Of course, physicians like Zebley could take the time to explain to their patients exactly why the test or treatment would not be beneficial and educate them out of their desire. But because of the way our health system is structured, that's often difficult, too.

Take Moore, the doctor from Keysville, Va. She works incredibly hard to spend time with her patients — in fact, she does spend much more time with them than family doctors typically spend with their patients. Still, Moore says, time is limited.

"There is a drive to get people in and out because insurance reimbursement is very difficult," she says. "So even though it is absolutely wonderful to say we could spend 30 minutes with each patient and explain these things fully, sometimes you just don't get to do that in real life."

So doctors will order you tests you don't need. And they will write you prescriptions for pills you probably shouldn't take — which is a huge problem with antibiotics, for example.

And, Zebley says, doctors even do operations, like back surgery, that they probably shouldn't do. They do it, he says, because you want it, have become convinced that you need it, and doctors fear that if they don't give it to you, they'll lose you.

"The orthopedic surgeon would be ill-advised to say, 'Well, I'm not going to do [it],' because the person will go next door to the next surgeon who maybe is a little less ethical who will do it," says Zebley. "Being a hard-ass and always saying, 'No, no, no,' people will go somewhere else. They have a free market."

Patient Behavior And Cost

It's unclear how high patient demands drive up costs in our health care system. Moore estimates that about 30 percent of the costs in her practice are driven by patient requests.

Moore is not necessarily proud of this number. For her, at least some portion of it is an indication of her own inability to communicate adequately with the patients that she cares so much about. But she says there's not much she can do.
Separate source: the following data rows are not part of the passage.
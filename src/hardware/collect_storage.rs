use tracing::debug;

use crate::error::CollectError;
use crate::hardware::sources::VolumeSource;
use crate::hardware::types::{DiskEntry, Section, SectionKind, VolumeCapacity};

const GB: u64 = 1024 * 1024 * 1024;

/// File systems that are remote or not backed by a local disk.
const NON_LOCAL_FILE_SYSTEMS: &[&str] = &[
    "nfs", "nfs4", "cifs", "smb", "smb3", "smbfs", "sshfs", "9p", "afs", "ceph", "glusterfs",
    "davfs", "tmpfs", "devtmpfs", "ramfs", "overlay", "squashfs", "proc", "sysfs", "autofs",
];

/// Entry point: one line per local fixed volume.
pub fn collect_disks(source: &dyn VolumeSource) -> Result<Section, CollectError> {
    let mut section = Section::new(SectionKind::Disk);

    for disk in source.volumes()?.iter().filter(|d| is_local_fixed(d)) {
        section.push(render_volume(disk));
    }

    Ok(section)
}

pub fn is_local_fixed(disk: &DiskEntry) -> bool {
    if disk.removable {
        return false;
    }
    let fs = disk.file_system.to_lowercase();
    !(NON_LOCAL_FILE_SYSTEMS.contains(&fs.as_str()) || fs.starts_with("fuse"))
}

fn render_volume(disk: &DiskEntry) -> String {
    match &disk.capacity {
        VolumeCapacity::Bytes { total, free } if free <= total => format!(
            "{} ({}) - Total: {} GB, Free: {} GB",
            disk.device,
            disk.mount_point,
            total / GB,
            free / GB
        ),
        VolumeCapacity::Bytes { total, free } => {
            debug!(device = %disk.device, total, free, "inconsistent capacity");
            format!(
                "Error reading {}: free space {} exceeds capacity {}",
                disk.device, free, total
            )
        }
        VolumeCapacity::Unreadable(reason) => {
            format!("Error reading {}: {}", disk.device, reason)
        }
    }
}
She is, she says, truly overwhelmed by the demands of insurance paperwork.

"Sometimes you have to request a form just to get the correct form — you do. You have to fill out a form stating the preauthorization form that you need."

Moore says she stays at her office late into the night, trying to complete paperwork so that she is able to spend enough time with her patients during the day — enough time to explain why this test is probably not necessary, why that pill wouldn't be a good idea. And her children, she says, pay the price.
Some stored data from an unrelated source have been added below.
use tracing::debug;

use crate::error::CollectError;
use crate::hardware::sources::{Capability, ManagementService};
use crate::hardware::types::{BaseboardRecord, Section, SectionKind};

pub const MANAGEMENT_MISSING: &str =
    "Hardware management service not available; motherboard info cannot be read.";

const NOT_SPECIFIED: &str = "Not Specified";

pub fn collect_motherboard_info(
    management: &Capability<Box<dyn ManagementService>>,
) -> Result<Section, CollectError> {
    let mut section = Section::new(SectionKind::Motherboard);

    let service = match management.require() {
        Ok(service) => service,
        Err(e) => {
            debug!(error = %e, "skipping baseboard query");
            section.push(MANAGEMENT_MISSING);
            return Ok(section);
        }
    };

    match service.baseboards() {
        Ok(boards) => {
            for board in &boards {
                render_board(&mut section, board);
            }
        }
        Err(e) => {
            debug!(error = %e, "baseboard query failed");
            section.push(format!("Could not retrieve ({})", e));
        }
    }

    Ok(section)
}

fn render_board(section: &mut Section, board: &BaseboardRecord) {
    let field = |value: &Option<String>| value.clone().unwrap_or_else(|| NOT_SPECIFIED.to_string());

    section.push(format!("Manufacturer: {}", field(&board.manufacturer)));
    section.push(format!("Product: {}", field(&board.product)));
    if let Some(version) = &board.version {
        section.push(format!("Version: {}", version));
    }
    section.push(format!("Serial Number: {}", field(&board.serial_number)));
}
If you ask Moore if she would rather have an old-fashioned, passive and pliant patient or a new, demanding and modern one, she really has to think about it.

"It depends on the phase of the moon," she says. "Passive is much easier to treat. But I do like an educated patient who's willing to read about their health issues. So I guess I'd like someone in the middle."

Zebley feels similarly. He'd rather have a modern patient. The idea that patients need to be "wise, intelligent, informed consumers," is great, Zebley says. But he also says he knows full well how our new conception of what it means to be a patient costs society. "It leads to a lot of overuse of services."